# Tidene Códigos - Vetorizadores

In [16]:
import gensim
import nltk
import numpy as np
import sklearn
import pandas as pd
from sklearn.model_selection import train_test_split
from bs4 import BeautifulSoup
nltk.download('punkt')
nltk.download('wordnet')

pd_corpus =  pd.read_csv('data/train_complete.csv',encoding='utf8')
pd_corpus , corpus_test =  train_test_split(pd_corpus, train_size=0.7)
classes_train = pd_corpus['sentiment']
corpus = BeautifulSoup(str(pd_corpus['review']), "html.parser").get_text()
corpus_test = corpus_test['review']



[nltk_data] Downloading package punkt to /home/bruno/nltk_data...
[nltk_data]   Package punkt is already up-to-date!
[nltk_data] Downloading package wordnet to /home/bruno/nltk_data...
[nltk_data]   Package wordnet is already up-to-date!

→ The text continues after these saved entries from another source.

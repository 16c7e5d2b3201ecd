//! Output module for emitted items and crawl summaries
//!
//! This module handles:
//! - The item record format (extracted fields, `#debug` block, extension keys)
//! - Append-only sinks: a JSON-lines dataset file or the crawl database
//! - Crawl statistics and end-of-run summaries

mod jsonl;
mod record;
mod sqlite_output;
pub mod stats;
mod traits;

pub use jsonl::JsonLinesSink;
pub use record::{DebugInfo, ItemFields, ItemRecord};
pub use sqlite_output::SqliteItemSink;
pub use stats::{load_statistics, print_statistics, CrawlStatistics};
pub use traits::{CrawlSummary, OutputError, OutputResult, OutputSink};
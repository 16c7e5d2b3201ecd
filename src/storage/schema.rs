//! Database schema definitions
//!
//! This module contains all SQL schema definitions for the Harvest-Crawl database.

/// SQL schema for the database
pub const SCHEMA_SQL: &str = r#"
-- Track crawl runs
CREATE TABLE IF NOT EXISTS runs (
    id INTEGER PRIMARY KEY AUTOINCREMENT,
    started_at TEXT NOT NULL,
    finished_at TEXT,
    config_hash TEXT NOT NULL,
    status TEXT NOT NULL
);

-- Frontier snapshot: every request ever admitted, keyed by normalized URL
CREATE TABLE IF NOT EXISTS requests (
    url TEXT PRIMARY KEY,
    label TEXT NOT NULL,
    depth INTEGER NOT NULL DEFAULT 0,
    retry_count INTEGER NOT NULL DEFAULT 0,
    status TEXT NOT NULL,
    seq INTEGER NOT NULL,
    error_message TEXT,
    updated_at TEXT NOT NULL
);

CREATE INDEX IF NOT EXISTS idx_requests_status ON requests(status);
CREATE INDEX IF NOT EXISTS idx_requests_seq ON requests(seq);

-- Persisted scalar crawl state (quota counter)
CREATE TABLE IF NOT EXISTS crawl_state (
    key TEXT PRIMARY KEY,
    value TEXT NOT NULL
);

-- Emitted item records when no dataset file is configured
CREATE TABLE IF NOT EXISTS items (
    id INTEGER PRIMARY KEY AUTOINCREMENT,
    run_id INTEGER NOT NULL REFERENCES runs(id),
    url TEXT NOT NULL,
    item_id TEXT,
    payload TEXT NOT NULL,
    created_at TEXT NOT NULL
);

CREATE INDEX IF NOT EXISTS idx_items_run ON items(run_id);
"#;

/// Key under which the quota counter is persisted in `crawl_state`
pub const QUOTA_COUNT_KEY: &str = "quotaCount";

/// Initializes the database schema
///
/// # Arguments
///
/// * `conn` - The database connection
///
/// # Returns
///
/// * `Ok(())` - Schema initialized successfully
/// * `Err(rusqlite::Error)` - Failed to initialize schema
pub fn initialize_schema(conn: &rusqlite::Connection) -> Result<(), rusqlite::Error> {
    conn.execute_batch(SCHEMA_SQL)?;
    Ok(())
}

#[cfg(test)]
mod tests {
    use super::*;
    use rusqlite::Connection;

    #[test]
    fn test_schema_is_idempotent() {
        let conn = Connection::open_in_memory().unwrap();

        initialize_schema(&conn).unwrap();
        let result = initialize_schema(&conn);

        assert!(result.is_ok());
    }

    #[test]
    fn test_tables_exist_after_init() {
        let conn = Connection::open_in_memory().unwrap();
        initialize_schema(&conn).unwrap();

        for table in ["runs", "requests", "crawl_state", "items"] {
            let count: i64 = conn
                .query_row(
                    "SELECT COUNT(*) FROM sqlite_master WHERE type='table' AND name=?1",
                    [table],
                    |row| row.get(0),
                )
                .unwrap();
            assert_eq!(count, 1, "Table {} should exist", table);
        }
    }
}
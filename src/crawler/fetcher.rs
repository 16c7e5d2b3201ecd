//! HTTP fetcher implementation
//!
//! This module handles all HTTP requests for the crawler:
//! - Building the shared HTTP client (user agent, timeouts, proxy)
//! - GET requests returning the page body
//! - Mapping transport failures and non-2xx statuses to retryable errors

use crate::config::NetworkConfig;
use crate::HarvestError;
use reqwest::Client;
use std::time::Duration;
use url::Url;

/// A successfully fetched page
#[derive(Debug, Clone)]
pub struct FetchedPage {
    /// Final URL after redirects
    pub url: Url,

    /// HTTP status code
    pub status: u16,

    /// Page body content
    pub body: String,
}

/// Builds an HTTP client with proper configuration
///
/// # Arguments
///
/// * `config` - The network configuration
///
/// # Returns
///
/// * `Ok(Client)` - Successfully built HTTP client
/// * `Err(reqwest::Error)` - Failed to build client (e.g. malformed proxy URL)
///
/// # Example
///
/// ```no_run
/// use harvest_crawl::config::NetworkConfig;
/// use harvest_crawl::crawler::build_http_client;
///
/// let client = build_http_client(&NetworkConfig::default()).unwrap();
/// ```
pub fn build_http_client(config: &NetworkConfig) -> Result<Client, reqwest::Error> {
    let mut builder = Client::builder()
        .user_agent(config.user_agent.clone())
        .timeout(Duration::from_secs(config.request_timeout_secs))
        .connect_timeout(Duration::from_secs(10))
        .gzip(true)
        .brotli(true);

    if let Some(proxy_url) = &config.proxy_url {
        builder = builder.proxy(reqwest::Proxy::all(proxy_url.as_str())?);
    }

    builder.build()
}

/// Fetches a page and returns its body
///
/// Every failure is returned as a transient [`HarvestError`], leaving the
/// retry decision to the dispatcher:
///
/// | Condition | Error |
/// |-----------|-------|
/// | Non-2xx status | `HttpStatus` |
/// | Transport failure or body read failure | `Http` |
///
/// # Arguments
///
/// * `client` - The HTTP client to use
/// * `url` - The URL to fetch
pub async fn fetch_page(client: &Client, url: &Url) -> Result<FetchedPage, HarvestError> {
    let response = client
        .get(url.clone())
        .send()
        .await
        .map_err(|source| HarvestError::Http {
            url: url.to_string(),
            source,
        })?;

    let status = response.status();
    if !status.is_success() {
        return Err(HarvestError::HttpStatus {
            url: url.to_string(),
            status: status.as_u16(),
        });
    }

    let final_url = response.url().clone();
    let body = response.text().await.map_err(|source| HarvestError::Http {
        url: url.to_string(),
        source,
    })?;

    tracing::debug!(url = %url, status = status.as_u16(), bytes = body.len(), "Fetched page");

    Ok(FetchedPage {
        url: final_url,
        status: status.as_u16(),
        body,
    })
}

#[cfg(test)]
mod tests {
    use super::*;
    use wiremock::matchers::{method, path};
    use wiremock::{Mock, MockServer, ResponseTemplate};

    #[test]
    fn test_build_http_client() {
        let client = build_http_client(&NetworkConfig::default());
        assert!(client.is_ok());
    }

    #[test]
    fn test_build_http_client_with_proxy() {
        let config = NetworkConfig {
            proxy_url: Some("http://proxy.local:8080".to_string()),
            ..NetworkConfig::default()
        };
        assert!(build_http_client(&config).is_ok());
    }

    #[tokio::test]
    async fn test_fetch_page_success() {
        let server = MockServer::start().await;
        Mock::given(method("GET"))
            .and(path("/c/boots"))
            .respond_with(ResponseTemplate::new(200).set_body_string("<html>ok</html>"))
            .mount(&server)
            .await;

        let client = build_http_client(&NetworkConfig::default()).unwrap();
        let url = Url::parse(&format!("{}/c/boots", server.uri())).unwrap();

        let page = fetch_page(&client, &url).await.unwrap();
        assert_eq!(page.status, 200);
        assert_eq!(page.body, "<html>ok</html>");
    }

    #[tokio::test]
    async fn test_fetch_page_error_status() {
        let server = MockServer::start().await;
        Mock::given(method("GET"))
            .respond_with(ResponseTemplate::new(503))
            .mount(&server)
            .await;

        let client = build_http_client(&NetworkConfig::default()).unwrap();
        let url = Url::parse(&format!("{}/s/item/1", server.uri())).unwrap();

        let err = fetch_page(&client, &url).await.unwrap_err();
        assert!(matches!(err, HarvestError::HttpStatus { status: 503, .. }));
        assert!(!err.is_fatal());
    }
}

### Classe que encapsula o tipo de tokenização e sequencia de limpeza a ser realizada nos textos

#### Utilitarios - lê corpus e tokenizadores

In [8]:

import csv

class readCorpus(object):
    def __init__(self,csvfile,list_of_fields_to_read=[],tokenizer=None,encoding='utf8'):
        self.csvfile = csvfile
        self.fields = list_of_fields_to_read
        self.tokenizer = tokenizer
        self.encoding = encoding
    
    def __iter__(self):
        f = open(self.csvfile,encoding=self.encoding, errors='ignore')
        reader = csv.reader(f, delimiter=',', quoting=csv.QUOTE_MINIMAL) #separador dos campos\n",
        headers = next(reader, None)
        if (len(self.fields) <= 0):
            self.fields = headers
        selected_field_indexes = []
        for idx,field in enumerate(headers):
            if field in self.fields:
                selected_field_indexes.append(idx)

        for line in reader:
            if line:
                yield [line[idx] for idx in selected_field_indexes] if (len(selected_field_indexes)>1) else (line[selected_field_indexes[0]] if not self.tokenizer else tokenizer.tokenize(line[selected_field_indexes[0]]))
                        

In [9]:
from nltk.stem.porter import PorterStemmer
from nltk.stem import WordNetLemmatizer
from nltk.tokenize import *    #https://www.nltk.org/api/nltk.tokenize.html

class LemmaTokenizer(object):
    def __init__(self):
        self.wnl = WordNetLemmatizer()
        self.tokenizer = nltk.tokenize.RegexpTokenizer("[a-zA-Z']+")
    def __call__(self, doc):
        return [self.wnl.lemmatize(t) for t in self.tokenizer.tokenize(doc) if (len(t)>2)]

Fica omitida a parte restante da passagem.